How the global chip shortage and supply difficulties are driving price inflation

How the global chip shortage and supply difficulties are driving price inflation

Your computer hardware is going to become more expensive due to component shortages, supply chain difficulties, and a spike in demand.

Cisco Systems’ third quarter results bear witness to this. Business is a good indicator of IT demand and, in general, an early indicator of what other technology vendors will see in the coming months. Gartner has forecast that the global semiconductor shortage will last until the second quarter of 2022.

Keep in mind the comments of Cisco CEO Chuck Robbins as Dell Technologies, Lenovo and Hewlett Packard Enterprise will all release their results next week. Component inflation is real, and companies could speed up their IT purchases to keep up with rising prices.

While Cisco’s quarter was strong, inflation concerns weighed on the company’s outlook. Cisco forecasts revenue growth of 6% to 8% in the fourth quarter, with non-GAAP gross margins of 64% to 65%.

Cisco executives said the company has locked down supply and pricing with component manufacturers, but shortages will be an issue until the end of 2021. Mr. Robbins also acknowledged that chain issues supply could drive up prices amid strong demand for networking software and face-to-face return to work. Robbins said:

What we do know is that if we come to the conclusion that either of these cost increases or inflation is going to continue, we will consider price increases. It will be pretty obvious that if a customer has extended delivery times, they will likely place their order earlier than expected. It’s logic.

Mr. Robbins then detailed his position on the price increases.

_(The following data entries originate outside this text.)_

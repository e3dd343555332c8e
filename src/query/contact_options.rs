use crate::math::{Real, DEFAULT_EPSILON};

/// Tolerances used when generating contact manifolds.
///
/// Use [`ContactOptions::default()`] unless the scale of the simulated world
/// is far from unit-sized.
#[cfg_attr(feature = "serde-serialize", derive(Serialize, Deserialize))]
#[derive(Copy, Clone, Debug, PartialEq)]
pub struct ContactOptions {
    /// Two shapes overlapping by less than this along any axis are considered separated.
    pub separation_epsilon: Real,
    /// Candidate axes with a squared norm below this value are skipped.
    ///
    /// The cross product of two (almost) parallel edges has no meaningful direction.
    pub degenerate_axis_norm_squared: Real,
    /// Two contact points closer than the square root of this are merged.
    pub dedup_distance_squared: Real,
    /// How far outside of a box a clipped contact point may lie and still be kept.
    pub containment_tolerance: Real,
}

impl Default for ContactOptions {
    fn default() -> Self {
        Self {
            separation_epsilon: DEFAULT_EPSILON,
            degenerate_axis_norm_squared: 1.0e-6,
            dedup_distance_squared: 1.0e-8,
            containment_tolerance: 1.0e-6,
        }
    }
}
use crate::math::Real;
use crate::query::{Ray, RayCast};
use crate::shape::Plane;

impl RayCast for Plane {
    #[inline]
    fn cast_ray(&self, ray: &Ray) -> Option<Real> {
        ray_toi_with_plane(self, ray)
    }
}

/// Computes the distance along `ray` to a plane.
///
/// Only the front side of the plane (the side its normal points to) can be hit:
/// rays travelling along the normal direction, or parallel to the plane, miss.
#[inline]
pub fn ray_toi_with_plane(plane: &Plane, ray: &Ray) -> Option<Real> {
    let nd = ray.dir().dot(&plane.normal);

    if nd >= 0.0 {
        return None;
    }

    let pn = ray.origin.coords.dot(&plane.normal);
    let toi = (plane.distance - pn) / nd;

    if toi >= 0.0 {
        Some(toi)
    } else {
        None
    }
}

On the price front, I think we’ve made some decisions on some products that we’re going to do price increases for, and we’re surgically looking at the rest of the portfolio based on the costs that we think are going to be sustained. . But we are currently working to take care of our customers and try to optimize our ability to provide them with products now.

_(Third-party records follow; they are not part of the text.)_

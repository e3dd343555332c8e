//! Clipping of segments against planes and boxes.

pub use self::clip_edges_obb::clip_edges_obb;
pub use self::clip_segment_plane::clip_segment_plane;

mod clip_edges_obb;
mod clip_segment_plane;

Indeed, Cisco is No.1 in Gartner’s supply chain ranking for 2021.

Cisco is seeing industries like hospitality rebound, strong demand for 5G networking hardware, and multi-cloud deployments. Combined with security technologies and software like WebEx, Cisco is seeing demand spike just as the cost of components skyrockets. “If we hadn’t had to deal with supply chain challenges, we might have been moving towards higher incomes,” Robbins said.


Last month, enterprise technology vendors reported supply chain shortages and issues, but did not predict a margin decline or price increase. For example, Juniper Networks CEO Rami Rahim said the company has long-term price contracts. However, Juniper, which has said it is working to strengthen its supply chain, maintained its gross margin target of 60% for the full year.

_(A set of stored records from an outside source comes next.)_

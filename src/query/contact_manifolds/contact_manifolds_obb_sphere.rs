use crate::math::Vector;
use crate::query::{ContactManifold, PointQuery};
use crate::shape::{Obb, Sphere};
use crate::utils;

/// Computes the contact manifold between an oriented box and a sphere.
///
/// The normal points from the box toward the sphere. If the sphere center lies
/// inside of the box, the normal is the direction from the box center to the
/// closest point instead, or `+x` if the sphere is centered on the box center.
/// The single contact point is halfway between the
/// closest point on the box and the deepest point of the sphere, and the depth
/// is half their distance.
pub fn contact_manifold_obb_sphere(obb: &Obb, sphere: &Sphere) -> ContactManifold {
    let mut result = ContactManifold::new();

    let closest = obb.closest_point(&sphere.center);
    let dist_squared = na::distance_squared(&closest, &sphere.center);

    if dist_squared > sphere.radius * sphere.radius {
        return result;
    }

    let normal = if utils::approx_zero(dist_squared) {
        let dir = closest - obb.center;

        if utils::approx_zero(dir.norm_squared()) {
            log::debug!("Sphere centered on the box center, falling back to the +x contact normal.");
            Vector::x()
        } else {
            dir.normalize()
        }
    } else {
        (sphere.center - closest).normalize()
    };

    let outside_point = sphere.center - normal * sphere.radius;

    result.colliding = true;
    result.points.push(na::center(&closest, &outside_point));
    result.normal = normal;
    result.depth = na::distance(&closest, &outside_point) * 0.5;
    result
}

/// Computes the contact manifold between a sphere and an oriented box.
///
/// Same as [`contact_manifold_obb_sphere`] with the normal pointing from the
/// sphere toward the box.
#[inline]
pub fn contact_manifold_sphere_obb(sphere: &Sphere, obb: &Obb) -> ContactManifold {
    contact_manifold_obb_sphere(obb, sphere).flipped()
}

On May 4, Arista also reported on supply chain issues during its first quarter earnings conference call. Arista CEO Jayshree Ullal said:

The supply chain has never been so constrained in Arista’s history. To put that into perspective, we now need to schedule a lot of components with 52 week lead times. COVID has resulted in shortages and reduced assembly capacity. Our contract manufacturers have experienced significant volatility due to country-specific COVID orders. Naturally, we are working more closely with our strategic suppliers to improve planning and delivery.

However, demand and customer visibility have improved in recent months. We work with our customers to understand the timing of their deployment needs. We don’t currently believe our customers are pre-ordering. However, we believe they are planning cautiously for the second half of 2021 and even for 2022. In this context, we believe that the supply chain will remain a sore spot for the rest of the year due to all of these. shortages.